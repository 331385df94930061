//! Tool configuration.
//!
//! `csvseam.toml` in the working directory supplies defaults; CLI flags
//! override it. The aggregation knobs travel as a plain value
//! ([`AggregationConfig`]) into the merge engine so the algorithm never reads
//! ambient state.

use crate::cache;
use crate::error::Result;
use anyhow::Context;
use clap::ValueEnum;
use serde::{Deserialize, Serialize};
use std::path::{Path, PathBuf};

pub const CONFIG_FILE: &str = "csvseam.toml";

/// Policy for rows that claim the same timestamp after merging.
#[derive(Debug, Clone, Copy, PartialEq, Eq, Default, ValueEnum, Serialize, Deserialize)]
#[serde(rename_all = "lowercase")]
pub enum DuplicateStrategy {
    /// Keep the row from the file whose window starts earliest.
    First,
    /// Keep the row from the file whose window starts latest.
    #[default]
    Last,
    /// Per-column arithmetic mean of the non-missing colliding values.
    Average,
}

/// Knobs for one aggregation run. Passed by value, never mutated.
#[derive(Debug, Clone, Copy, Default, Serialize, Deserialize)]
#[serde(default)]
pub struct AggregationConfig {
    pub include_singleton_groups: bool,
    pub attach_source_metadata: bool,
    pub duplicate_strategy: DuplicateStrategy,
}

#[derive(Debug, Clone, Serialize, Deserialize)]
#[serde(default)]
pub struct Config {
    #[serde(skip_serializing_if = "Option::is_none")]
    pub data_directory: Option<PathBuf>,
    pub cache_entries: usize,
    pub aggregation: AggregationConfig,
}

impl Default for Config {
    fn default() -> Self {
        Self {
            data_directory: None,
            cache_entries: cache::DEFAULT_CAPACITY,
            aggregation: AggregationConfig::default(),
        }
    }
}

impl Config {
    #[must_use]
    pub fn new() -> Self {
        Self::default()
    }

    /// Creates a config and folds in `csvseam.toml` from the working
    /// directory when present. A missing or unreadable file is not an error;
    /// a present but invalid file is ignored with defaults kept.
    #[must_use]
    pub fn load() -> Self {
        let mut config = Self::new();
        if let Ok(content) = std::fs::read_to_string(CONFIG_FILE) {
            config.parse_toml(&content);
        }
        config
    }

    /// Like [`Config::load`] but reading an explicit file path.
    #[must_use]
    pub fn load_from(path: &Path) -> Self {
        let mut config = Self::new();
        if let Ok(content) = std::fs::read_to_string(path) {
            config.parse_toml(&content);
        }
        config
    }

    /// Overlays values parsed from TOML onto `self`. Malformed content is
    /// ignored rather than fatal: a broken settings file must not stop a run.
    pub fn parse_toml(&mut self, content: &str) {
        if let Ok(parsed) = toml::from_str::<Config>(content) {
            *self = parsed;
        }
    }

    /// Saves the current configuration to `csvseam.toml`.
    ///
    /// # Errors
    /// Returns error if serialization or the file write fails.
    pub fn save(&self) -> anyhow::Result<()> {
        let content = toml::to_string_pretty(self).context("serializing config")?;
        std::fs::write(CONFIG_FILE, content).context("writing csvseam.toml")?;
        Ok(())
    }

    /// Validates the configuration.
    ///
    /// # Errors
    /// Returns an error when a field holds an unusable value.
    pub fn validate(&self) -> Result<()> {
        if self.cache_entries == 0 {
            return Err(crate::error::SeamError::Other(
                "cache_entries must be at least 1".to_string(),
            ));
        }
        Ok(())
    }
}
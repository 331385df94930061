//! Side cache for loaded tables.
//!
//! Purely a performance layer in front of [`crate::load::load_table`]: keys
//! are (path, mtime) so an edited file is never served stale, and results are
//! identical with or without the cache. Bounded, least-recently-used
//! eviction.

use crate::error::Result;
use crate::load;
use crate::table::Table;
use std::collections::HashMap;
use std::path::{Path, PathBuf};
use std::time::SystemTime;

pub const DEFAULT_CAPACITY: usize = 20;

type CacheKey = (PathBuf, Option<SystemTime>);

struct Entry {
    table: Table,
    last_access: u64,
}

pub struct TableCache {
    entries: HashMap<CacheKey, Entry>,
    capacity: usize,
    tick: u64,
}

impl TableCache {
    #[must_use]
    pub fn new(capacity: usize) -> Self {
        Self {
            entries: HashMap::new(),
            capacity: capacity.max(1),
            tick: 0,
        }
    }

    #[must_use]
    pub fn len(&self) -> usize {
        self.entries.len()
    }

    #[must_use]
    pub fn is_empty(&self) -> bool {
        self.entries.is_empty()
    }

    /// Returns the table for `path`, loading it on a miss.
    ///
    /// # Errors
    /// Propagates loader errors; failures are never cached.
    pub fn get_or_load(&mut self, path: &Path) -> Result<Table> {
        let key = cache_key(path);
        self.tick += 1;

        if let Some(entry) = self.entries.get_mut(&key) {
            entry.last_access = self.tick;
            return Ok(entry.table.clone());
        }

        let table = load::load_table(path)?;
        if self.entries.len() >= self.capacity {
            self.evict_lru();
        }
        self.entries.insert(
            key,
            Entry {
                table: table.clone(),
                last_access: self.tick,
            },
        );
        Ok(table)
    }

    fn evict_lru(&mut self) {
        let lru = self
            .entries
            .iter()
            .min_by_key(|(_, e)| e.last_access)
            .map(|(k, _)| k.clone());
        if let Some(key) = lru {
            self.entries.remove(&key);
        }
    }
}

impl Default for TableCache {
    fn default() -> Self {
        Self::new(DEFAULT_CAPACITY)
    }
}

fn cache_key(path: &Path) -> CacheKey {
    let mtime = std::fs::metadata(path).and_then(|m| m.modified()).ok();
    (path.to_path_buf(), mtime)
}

==

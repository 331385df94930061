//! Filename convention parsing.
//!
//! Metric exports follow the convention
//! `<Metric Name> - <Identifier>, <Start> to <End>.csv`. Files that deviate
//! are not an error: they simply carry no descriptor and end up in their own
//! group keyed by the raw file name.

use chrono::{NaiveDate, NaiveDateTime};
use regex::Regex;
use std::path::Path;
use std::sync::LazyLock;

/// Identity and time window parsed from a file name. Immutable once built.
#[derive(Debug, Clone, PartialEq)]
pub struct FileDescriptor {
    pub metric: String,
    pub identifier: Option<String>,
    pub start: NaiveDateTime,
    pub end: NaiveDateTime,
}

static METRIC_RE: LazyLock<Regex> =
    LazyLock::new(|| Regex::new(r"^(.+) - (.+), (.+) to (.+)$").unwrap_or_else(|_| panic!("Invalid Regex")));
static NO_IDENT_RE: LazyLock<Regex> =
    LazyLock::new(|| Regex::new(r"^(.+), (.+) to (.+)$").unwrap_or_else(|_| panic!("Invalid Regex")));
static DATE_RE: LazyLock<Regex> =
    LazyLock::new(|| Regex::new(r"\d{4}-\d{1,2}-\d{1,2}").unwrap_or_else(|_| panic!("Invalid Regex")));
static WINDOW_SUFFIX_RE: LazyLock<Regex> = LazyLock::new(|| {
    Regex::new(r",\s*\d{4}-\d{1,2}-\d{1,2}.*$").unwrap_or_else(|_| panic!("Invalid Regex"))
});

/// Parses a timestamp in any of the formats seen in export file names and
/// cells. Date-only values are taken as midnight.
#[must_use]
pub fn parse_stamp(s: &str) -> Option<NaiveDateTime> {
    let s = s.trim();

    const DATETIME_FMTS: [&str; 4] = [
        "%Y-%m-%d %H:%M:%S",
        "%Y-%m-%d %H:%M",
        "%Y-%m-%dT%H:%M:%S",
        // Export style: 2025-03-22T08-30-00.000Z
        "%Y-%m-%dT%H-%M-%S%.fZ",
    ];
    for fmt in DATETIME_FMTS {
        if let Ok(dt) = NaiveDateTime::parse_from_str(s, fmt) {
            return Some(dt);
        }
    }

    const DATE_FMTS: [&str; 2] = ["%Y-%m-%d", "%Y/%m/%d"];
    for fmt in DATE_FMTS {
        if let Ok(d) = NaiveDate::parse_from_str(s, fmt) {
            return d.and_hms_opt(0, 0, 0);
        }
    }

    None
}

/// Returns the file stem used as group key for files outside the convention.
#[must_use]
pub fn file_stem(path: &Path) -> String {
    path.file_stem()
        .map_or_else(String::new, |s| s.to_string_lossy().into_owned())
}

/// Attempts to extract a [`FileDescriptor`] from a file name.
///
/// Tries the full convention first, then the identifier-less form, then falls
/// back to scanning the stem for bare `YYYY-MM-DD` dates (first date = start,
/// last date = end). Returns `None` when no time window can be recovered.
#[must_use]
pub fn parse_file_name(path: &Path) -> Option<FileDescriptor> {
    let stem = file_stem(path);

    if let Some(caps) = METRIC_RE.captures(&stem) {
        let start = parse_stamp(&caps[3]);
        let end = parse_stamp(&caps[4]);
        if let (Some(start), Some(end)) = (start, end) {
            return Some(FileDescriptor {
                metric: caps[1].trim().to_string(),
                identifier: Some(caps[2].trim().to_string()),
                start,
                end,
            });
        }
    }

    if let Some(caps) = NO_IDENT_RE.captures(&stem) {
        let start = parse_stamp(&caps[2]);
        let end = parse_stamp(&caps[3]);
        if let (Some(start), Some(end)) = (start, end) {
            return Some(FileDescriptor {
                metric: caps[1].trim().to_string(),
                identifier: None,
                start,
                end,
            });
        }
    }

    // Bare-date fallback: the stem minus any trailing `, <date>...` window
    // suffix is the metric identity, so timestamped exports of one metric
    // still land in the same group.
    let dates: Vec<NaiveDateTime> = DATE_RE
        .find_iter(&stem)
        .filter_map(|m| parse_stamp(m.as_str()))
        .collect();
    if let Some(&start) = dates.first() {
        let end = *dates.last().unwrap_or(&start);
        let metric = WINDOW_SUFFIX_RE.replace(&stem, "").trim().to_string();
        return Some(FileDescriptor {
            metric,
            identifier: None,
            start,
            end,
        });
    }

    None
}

→ Exercise directions: Where in the listing does the string "never" appear? Copy every line that has it.

→ Exercise solution:
//! ([`AggregationConfig`]) into the merge engine so the algorithm never reads
/// Knobs for one aggregation run. Passed by value, never mutated.
//! are (path, mtime) so an edited file is never served stale, and results are
    /// Propagates loader errors; failures are never cached.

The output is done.